淋巴细胞活化基因-3,即LAG-3,是免疫球蛋白超家族的一员,定位于人12号染色体(12p13.3)。成熟的LAG3分子由498个氨基酸组成,分子量为70KDa。LAG-3分子由胞外区、跨膜区和胞浆区组成,其中,胞外区由4个免疫球蛋白超家族样结构域(D1~D4)组成。D1属于V系免疫球蛋白超家族,而D2,D3和D4属于C系免疫球蛋白超家族。D1结构域中包括一个由富含脯氨酸的30个氨基酸组成的环状结构,与主要组织相容性复合体Ⅱ类分子,MHCⅡ特异性结合。大部分LAG-3通过D1区形成的二聚体形式表达于细胞膜。尽管LAG-3二聚化相对较弱,但二聚化是LAG-3结合MHCⅡ分子的必要形式。
至今,已发现LAG-3的配体有5种。第一种配体为主要组织相容性复合体Ⅱ类分子,MHCⅡ类分子。LAG3与CD4分子结构的高度同源性使得MHCⅡ类分子同样也是LAG-3分子的配体。LAG-3与MHCⅡ类分子的结合位置位于D1结构域中富含脯氨酸的环状结构中。而且LAG-3与MHCⅡ类分子的亲和力(KD:60nmol/L)是CD4分子的100倍,表明LAG3分子能够有效竞争CD4与MHC类分子的结合,有效抑制T细胞活化。LAG3的另外4种配体分别为肝窦内皮细胞凝集素(liver sinusoidal endothelial celllectin,LSECtin)、半乳糖凝集素-3(galectin-3)、α-突触核蛋白原纤维(α-synucleinfibrils,α-Syn fibrils)和纤维蛋白样蛋白1(fibrinogen-like protein 1,FGL1)。2019年陈列平团队发现FGL1是LAG3的T细胞抑制功能的配体,提出一条新的肿瘤免疫逃逸通路FGL1-LAG-3,阻断FGL1与LAG-3的相互作用可以增强T淋巴细胞的抗肿瘤作用,对肿瘤免疫疗法的研究具有重要指导意义。
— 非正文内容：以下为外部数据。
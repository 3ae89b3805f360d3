use crate::domain::DescribeFacts;
use crate::error::{BuildError, Result};
use crate::git::Describe;
use std::cell::Cell;

/// Mock describer for testing without a repository
pub struct MockDescriber {
    facts: Option<DescribeFacts>,
    calls: Cell<usize>,
}

impl MockDescriber {
    /// Create a describer that always returns `facts`
    pub fn new(facts: DescribeFacts) -> Self {
        MockDescriber {
            facts: Some(facts),
            calls: Cell::new(0),
        }
    }

    /// Create a describer for a repository without any version tag
    pub fn without_tag() -> Self {
        MockDescriber {
            facts: None,
            calls: Cell::new(0),
        }
    }

    /// Number of `describe` calls so far
    pub fn calls(&self) -> usize {
        self.calls.get()
    }
}

impl Describe for MockDescriber {
    fn describe(&self) -> Result<DescribeFacts> {
        self.calls.set(self.calls.get() + 1);
        self.facts
            .clone()
            .ok_or_else(|| BuildError::describe("no annotated tag reachable from HEAD"))
    }
}

#[cfg(test)]
mod tests {
    use super::*;

    #[test]
    fn test_mock_describer_returns_facts() {
        let facts = DescribeFacts {
            tag_name: "v1.0.0".to_string(),
            commits_since_tag: 2,
            latest_commit_hash: "a".repeat(40),
            has_changes_in_tracked_files: true,
        };
        let describer = MockDescriber::new(facts.clone());

        assert_eq!(describer.describe().unwrap(), facts);
        assert_eq!(describer.calls(), 1);
    }

    #[test]
    fn test_mock_describer_without_tag() {
        let err = MockDescriber::without_tag().describe().unwrap_err();
        assert!(err.to_string().contains("no annotated tag"));
    }
}
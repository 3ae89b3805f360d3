// tests/config_test.rs
use doc_build::config::{load_config, Config, DescribeBackend, CONFIG_ENV_VAR, CONFIG_FILE_NAME};
use doc_build::BuildError;
use serial_test::serial;
use std::fs;
use std::io::Write;
use std::path::PathBuf;
use tempfile::NamedTempFile;

#[test]
fn test_default_config() {
    let config = Config::default();
    assert_eq!(config.paths.source_dir, PathBuf::from("doc"));
    assert_eq!(config.paths.output_dir, PathBuf::from("build/out"));
    assert_eq!(config.paths.document, "dbor");
    assert_eq!(config.version.tag_prefix, "v");
    assert_eq!(config.version.hash_length, 8);
    assert_eq!(config.version.backend, DescribeBackend::Libgit2);
    assert_eq!(config.tools.inkscape, "inkscape");
    assert_eq!(config.tools.pdflatex, "pdflatex");
    assert_eq!(config.latex.max_runs, 10);
    assert!(!config.latex.fail_on_unstable);
    assert_eq!(config.latex.warning_prefix, "Overfull \\hbox ");
    assert!(config.validate().is_ok());
}

#[test]
#[serial]
fn test_load_from_file() {
    let mut temp_file = NamedTempFile::new().unwrap();
    let toml_content = r#"
[paths]
document = "manual"

[version]
hash_length = 12
backend = "command"

[latex]
max_runs = 4
fail_on_unstable = true
"#;
    temp_file.write_all(toml_content.as_bytes()).unwrap();
    temp_file.flush().unwrap();

    let root = tempfile::tempdir().unwrap();
    let config = load_config(Some(temp_file.path()), root.path()).unwrap();
    assert_eq!(config.paths.document, "manual");
    assert_eq!(config.version.hash_length, 12);
    assert_eq!(config.version.backend, DescribeBackend::Command);
    assert_eq!(config.latex.max_runs, 4);
    assert!(config.latex.fail_on_unstable);
    // Untouched sections keep their defaults
    assert_eq!(config.tools.inkscape, "inkscape");
    assert_eq!(config.images.name_filter, "[^.]+\\.svg");
}

#[test]
#[serial]
fn test_project_file_found_in_root() {
    let root = tempfile::tempdir().unwrap();
    fs::write(
        root.path().join(CONFIG_FILE_NAME),
        "[tools]\npdflatex = \"lualatex\"\n",
    )
    .unwrap();

    std::env::remove_var(CONFIG_ENV_VAR);
    let config = load_config(None, root.path()).unwrap();
    assert_eq!(config.tools.pdflatex, "lualatex");
}

#[test]
#[serial]
fn test_env_var_takes_precedence_over_project_file() {
    let root = tempfile::tempdir().unwrap();
    fs::write(
        root.path().join(CONFIG_FILE_NAME),
        "[tools]\npdflatex = \"lualatex\"\n",
    )
    .unwrap();

    let mut env_file = NamedTempFile::new().unwrap();
    env_file
        .write_all(b"[tools]\npdflatex = \"xelatex\"\n")
        .unwrap();
    env_file.flush().unwrap();

    std::env::set_var(CONFIG_ENV_VAR, env_file.path());
    let result = load_config(None, root.path());
    std::env::remove_var(CONFIG_ENV_VAR);

    assert_eq!(result.unwrap().tools.pdflatex, "xelatex");
}

#[test]
#[serial]
fn test_invalid_toml_is_config_error() {
    let mut temp_file = NamedTempFile::new().unwrap();
    temp_file.write_all(b"[latex\nmax_runs = ").unwrap();
    temp_file.flush().unwrap();

    let root = tempfile::tempdir().unwrap();
    let err = load_config(Some(temp_file.path()), root.path()).unwrap_err();
    assert!(matches!(err, BuildError::Config(_)));
}

#[test]
#[serial]
fn test_zero_max_runs_rejected() {
    let mut temp_file = NamedTempFile::new().unwrap();
    temp_file.write_all(b"[latex]\nmax_runs = 0\n").unwrap();
    temp_file.flush().unwrap();

    let root = tempfile::tempdir().unwrap();
    let err = load_config(Some(temp_file.path()), root.path()).unwrap_err();
    assert!(err.to_string().contains("max_runs"));
}

#[test]
#[serial]
fn test_inkscape_args_need_placeholders() {
    let mut temp_file = NamedTempFile::new().unwrap();
    temp_file
        .write_all(b"[tools]\ninkscape_args = [\"--export-pdf\", \"out.pdf\"]\n")
        .unwrap();
    temp_file.flush().unwrap();

    let root = tempfile::tempdir().unwrap();
    let err = load_config(Some(temp_file.path()), root.path()).unwrap_err();
    assert!(err.to_string().contains("{input}"));
}

#[test]
#[serial]
fn test_missing_explicit_file_is_error() {
    let root = tempfile::tempdir().unwrap();
    let missing = root.path().join("nope.toml");
    assert!(load_config(Some(&missing), root.path()).is_err());
}
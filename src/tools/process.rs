use crate::error::{BuildError, Result};
use crate::tools::{ToolInvocation, ToolOutput, ToolRunner};
use std::process::Command;
use tracing::debug;

/// Maximum number of trailing output lines kept in a failure message
const FAILURE_TAIL_LINES: usize = 20;

/// Runs tools as child processes and waits for them
#[derive(Debug, Clone, Copy, Default)]
pub struct ProcessRunner;

impl ProcessRunner {
    pub fn new() -> Self {
        ProcessRunner
    }
}

impl ToolRunner for ProcessRunner {
    fn run(&self, invocation: &ToolInvocation) -> Result<ToolOutput> {
        debug!(command = %invocation, "running external tool");

        let mut cmd = Command::new(&invocation.program);
        cmd.args(&invocation.args);
        for (key, value) in &invocation.env {
            cmd.env(key, value);
        }
        if let Some(dir) = &invocation.cwd {
            cmd.current_dir(dir);
        }

        let output = cmd.output().map_err(|e| {
            BuildError::tool_failure(&invocation.program, "could not be started", e.to_string())
        })?;

        let stdout = String::from_utf8_lossy(&output.stdout).into_owned();
        let stderr = String::from_utf8_lossy(&output.stderr).into_owned();

        if !output.status.success() {
            // pdflatex reports errors on stdout, most other tools on stderr
            let detail = if stderr.trim().is_empty() {
                tail(&stdout, FAILURE_TAIL_LINES)
            } else {
                tail(&stderr, FAILURE_TAIL_LINES)
            };
            return Err(BuildError::tool_failure(
                &invocation.program,
                output.status.to_string(),
                detail,
            ));
        }

        Ok(ToolOutput { stdout, stderr })
    }
}

fn tail(text: &str, lines: usize) -> String {
    let all: Vec<&str> = text.lines().collect();
    let start = all.len().saturating_sub(lines);
    all[start..].join("\n")
}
LAG-3负调节CD4+T细胞,CD8+T细胞以及Treg细胞。参与调控记忆性T细胞池,最大化调节T细胞功能与增殖,调控树突状细胞,参与淋巴细胞与肿瘤的相互作用,对维持内环境的稳定起着非常重要的作用。LAG-3活化第一信号轴“CD3-TCR-MHCⅡ”中MHCⅡ分子特异性结合,一方面阻断T细胞活化的信号转导通路,另一方面LAG-3分子胞内段产生免疫抑制信号下调CD4+T细胞活性。同样,LAG-3分子能够促进Treg细胞分化,参与信号转导及转录激活因子5下游信号,从而增强Treg细胞的抑制作用。2003年HUARD等研究表明,在人CD4+T细胞中抑制LAG-3会使白介素2(interleukin-2,IL-2)、IL-4、IFN-γ和肿瘤坏死因子α(tumornecrosis factoralpha,TNF-α)的分泌增加。在小鼠实验中,抑制LAG-3分子可刺激CD8+T细胞的增殖,并能增强其细胞毒活性。抑制LAG-3分子可以明显地抑制Treg细胞的功能,同时,抑制LAG-3分子还可以通过抑制Treg细胞功能,使效应性T细胞扩增。因此,抑制LAG-3分子功能可以增强T细胞的抗肿瘤作用,该分子有可能是一个潜在的肿瘤免疫治疗靶点。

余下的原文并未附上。